After reading this thread with interest and trying and failing to discuss my own experiences and feelings about burnout several times, I've begun to think that abandoning the 6-week build period would be a worthwhile experiment.

For me and my team, it might alleviate a few problems that are a big source of my burnout at the end of a season.

-- It'd allow mentors that are unable to commit to the schedule required to be responsible for major robot components to be more helpful. This is a BIG problem for me right now; I have very few mentors on the team that are willing or able to put in the time required to be completely responsible for the successful design and manufacture of major robot systems and I end up taking on all of that myself.

-- It'd allow students that aren't able to meet with us frequently to be more involved and take on a larger burden of responsibility throughout the season. We have a pretty big problem with consistent attendance outside the core group of students and tasks often require a lot of rework because plans/ideas/problems are not communicated well by students who aren't consistently present.

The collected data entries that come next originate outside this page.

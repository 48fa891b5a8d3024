// Batch CRUD handlers (soft delete via is_active)

use std::collections::HashMap;

use axum::{
    extract::{Path, State},
    http::StatusCode,
    Json,
};
use chrono::{DateTime, Utc};
use serde_json::{json, Value};
use sqlx::{FromRow, PgPool};
use validator::Validate;

use crate::auth::{CurrentUser, StaffOnly};
use crate::batches::models::{Batch, BatchRow, CreateBatch, UpdateBatch};
use crate::error::ApiError;
use crate::subjects::Subject;
use crate::AppState;

#[derive(FromRow)]
struct SubjectLink {
    batch_id: i32,
    id: i32,
    name: String,
    code: String,
    description: Option<String>,
    created_at: DateTime<Utc>,
}

/// Load the subjects linked to each of the given batches in one query
async fn subjects_by_batch(
    pool: &PgPool,
    batch_ids: &[i32],
) -> Result<HashMap<i32, Vec<Subject>>, ApiError> {
    let links = sqlx::query_as::<_, SubjectLink>(
        "SELECT bs.batch_id, s.id, s.name, s.code, s.description, s.created_at
         FROM batch_subjects bs
         JOIN subjects s ON s.id = bs.subject_id
         WHERE bs.batch_id = ANY($1)
         ORDER BY s.id",
    )
    .bind(batch_ids)
    .fetch_all(pool)
    .await?;

    let mut grouped: HashMap<i32, Vec<Subject>> = HashMap::new();
    for link in links {
        grouped.entry(link.batch_id).or_default().push(Subject {
            id: link.id,
            name: link.name,
            code: link.code,
            description: link.description,
            created_at: link.created_at,
        });
    }
    Ok(grouped)
}

async fn load_batch(pool: &PgPool, id: i32) -> Result<Option<BatchRow>, ApiError> {
    Ok(sqlx::query_as::<_, BatchRow>(
        "SELECT id, name, description, is_active, created_at FROM batches WHERE id = $1",
    )
    .bind(id)
    .fetch_optional(pool)
    .await?)
}

async fn populate(pool: &PgPool, row: BatchRow) -> Result<Batch, ApiError> {
    let mut grouped = subjects_by_batch(pool, &[row.id]).await?;
    let subjects = grouped.remove(&row.id).unwrap_or_default();
    Ok(Batch::from_row(row, subjects))
}

/// GET /api/batches - active batches with subjects populated
pub async fn list_batches(
    State(state): State<AppState>,
    _user: CurrentUser,
) -> Result<Json<Vec<Batch>>, ApiError> {
    let rows = sqlx::query_as::<_, BatchRow>(
        "SELECT id, name, description, is_active, created_at
         FROM batches WHERE is_active = TRUE ORDER BY id",
    )
    .fetch_all(&state.db)
    .await?;

    let ids: Vec<i32> = rows.iter().map(|b| b.id).collect();
    let mut grouped = subjects_by_batch(&state.db, &ids).await?;

    let batches = rows
        .into_iter()
        .map(|row| {
            let subjects = grouped.remove(&row.id).unwrap_or_default();
            Batch::from_row(row, subjects)
        })
        .collect();

    Ok(Json(batches))
}

/// POST /api/batches - create with a subject id list (staff)
pub async fn create_batch(
    State(state): State<AppState>,
    StaffOnly(_user): StaffOnly,
    Json(payload): Json<CreateBatch>,
) -> Result<(StatusCode, Json<Batch>), ApiError> {
    payload.validate()?;

    let mut tx = state.db.begin().await?;

    let row = sqlx::query_as::<_, BatchRow>(
        "INSERT INTO batches (name, description) VALUES ($1, $2)
         RETURNING id, name, description, is_active, created_at",
    )
    .bind(&payload.name)
    .bind(&payload.description)
    .fetch_one(&mut *tx)
    .await?;

    for subject_id in &payload.subjects {
        sqlx::query("INSERT INTO batch_subjects (batch_id, subject_id) VALUES ($1, $2)")
            .bind(row.id)
            .bind(subject_id)
            .execute(&mut *tx)
            .await?;
    }

    tx.commit().await?;

    tracing::info!("Created batch {}", row.id);
    let batch = populate(&state.db, row).await?;
    Ok((StatusCode::CREATED, Json(batch)))
}

/// PUT /api/batches/:id - partial update incl. subject list (staff)
pub async fn update_batch(
    State(state): State<AppState>,
    StaffOnly(_user): StaffOnly,
    Path(id): Path<i32>,
    Json(payload): Json<UpdateBatch>,
) -> Result<Json<Batch>, ApiError> {
    payload.validate()?;

    let existing = load_batch(&state.db, id).await?.ok_or_else(|| ApiError::NotFound {
        resource: "Batch".to_string(),
        id: id.to_string(),
    })?;

    let mut tx = state.db.begin().await?;

    let row = sqlx::query_as::<_, BatchRow>(
        "UPDATE batches SET name = $1, description = $2, is_active = $3 WHERE id = $4
         RETURNING id, name, description, is_active, created_at",
    )
    .bind(payload.name.unwrap_or(existing.name))
    .bind(payload.description.or(existing.description))
    .bind(payload.is_active.unwrap_or(existing.is_active))
    .bind(id)
    .fetch_one(&mut *tx)
    .await?;

    if let Some(subject_ids) = payload.subjects {
        sqlx::query("DELETE FROM batch_subjects WHERE batch_id = $1")
            .bind(id)
            .execute(&mut *tx)
            .await?;
        for subject_id in subject_ids {
            sqlx::query("INSERT INTO batch_subjects (batch_id, subject_id) VALUES ($1, $2)")
                .bind(id)
                .bind(subject_id)
                .execute(&mut *tx)
                .await?;
        }
    }

    tx.commit().await?;

    let batch = populate(&state.db, row).await?;
    Ok(Json(batch))
}

/// DELETE /api/batches/:id - soft delete (staff)
pub async fn delete_batch(
    State(state): State<AppState>,
    StaffOnly(_user): StaffOnly,
    Path(id): Path<i32>,
) -> Result<Json<Value>, ApiError> {
    let result = sqlx::query("UPDATE batches SET is_active = FALSE WHERE id = $1")
        .bind(id)
        .execute(&state.db)
        .await?;

    if result.rows_affected() == 0 {
        return Err(ApiError::NotFound {
            resource: "Batch".to_string(),
            id: id.to_string(),
        });
    }

    Ok(Json(json!({ "message": "Batch marked as inactive" })))
}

-- It'd allow our sponsors to offer more to us because our tight deadlines won't put so much pressure on the day-to-day operation of the their business. Getting parts from our sponsor in a few days is impossible and getting them in a few weeks is sometimes a challenge, but if we could safely wait three or four weeks, we'd be in okay shape.

-- We'd save a ton of money. We spend about $3000 on parts per robot each season and probably $750-1000+ on expedited shipping. If we were able to work continuously on one robot in place of building a second, that'd represent significant savings to our team. For this alone, I'm on board.

-- I might get to take one day off each week to do normal person things. That's exciting.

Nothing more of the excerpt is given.